Tuesday, May 06, 2008

The Cons' copycat crime bill

Tories are copying U.S. crime laws that failed, expert says

2.3 million Americans behind bars
"The Harper government is embracing tough-on-crime policies even as the United States backs away from similar approaches that have produced record levels of incarceration, huge costs and racialized prisons, says an American expert on sentencing policy.
"We've had this get-tough movement for three decades now," says Marc Mauer, head of the Sentencing Project, which promotes reforms in sentencing law and alternatives to incarceration."If that's the best way to produce safety, we should be the safest country in the world, and clearly that's not the case."
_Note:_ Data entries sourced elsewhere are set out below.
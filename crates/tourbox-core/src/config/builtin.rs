// TourBox Built-in Profile
// Used when no profile document is given

use super::profile::{Mapping, Profile};
use crate::control::Control;

/// Name of the built-in profile
pub const DEFAULT_PROFILE_NAME: &str = "Default Universal";

/// The built-in profile: universal shortcuts for a developer workflow.
///
/// Every binding is a tap, so a button press fires the whole shortcut and the
/// matching release has nothing left to do.
pub fn default_profile() -> Profile {
    let bindings: [(Control, &str, &str); 20] = [
        // Main buttons - universal actions
        (Control::Side, "cmd+c", "Copy"),
        (Control::Top, "cmd+v", "Paste"),
        (Control::Tall, "cmd+z", "Undo"),
        (Control::Short, "cmd+shift+z", "Redo"),
        // D-pad - navigation
        (Control::DpadUp, "up", "Up"),
        (Control::DpadDown, "down", "Down"),
        (Control::DpadLeft, "left", "Left"),
        (Control::DpadRight, "right", "Right"),
        // C buttons - common actions
        (Control::C1, "cmd+s", "Save"),
        (Control::C2, "cmd+w", "Close Tab"),
        // Scroll wheel
        (Control::ScrollUp, "cmd+shift+]", "Next Tab"),
        (Control::ScrollDown, "cmd+shift+[", "Prev Tab"),
        (Control::ScrollClick, "cmd+t", "New Tab"),
        // Knob - zoom
        (Control::KnobCw, "cmd+=", "Zoom In"),
        (Control::KnobCcw, "cmd+-", "Zoom Out"),
        (Control::KnobClick, "cmd+0", "Reset Zoom"),
        // Dial - scroll
        (Control::DialCw, "page_down", "Page Down"),
        (Control::DialCcw, "page_up", "Page Up"),
        (Control::DialClick, "home", "Home"),
        // Summon
        (Control::Tour, "cmd+space", "Spotlight"),
    ];

    bindings.into_iter().fold(
        Profile::new(
            DEFAULT_PROFILE_NAME,
            "Universal shortcuts for developer workflow",
        ),
        |profile, (control, action, description)| {
            profile.with_mapping(control, Mapping::tap(action).with_description(description))
        },
    )
}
Mauer's observations are relevant because the federal Tackling Violent Crime Act echoes the punitive approach to crime adopted in the U.S.
The Harper government pushed the bill through even though crime rates in Canada are falling and are now at their lowest level in 25 years."

You know, we used to know better.

Here's a page written by the head of Corrections Service of Canada, in Sept 2000 :
"HTTP Error 404 - Not Found
In an effort to serve you better, we have redesigned the Correctional Service of Canada website. As a result, many of our webpage addresses have changed and some links may be unavailable.
Date Modified: 2008-01-04"

Well, never mind, as it happens I already have my own copy of it :
"American politicians have often found it in their self-interest to use fear of crime as a strategy to win elections, by promising to wage war on crime.
It is ironic that in the United States, as in Canada, crime rates have been declining since 1991. However, by waging war on crime they have managed to double their prison population without making the United States a noticeably safer society than Canada. We would do much to advance the public interest if we can better manage the fear of crime than our American neighbours."

Currently one out of every 100 US citizens is behind bars.
Americans spend $44 BILLION a year on corrections -- six times more than they do on higher education.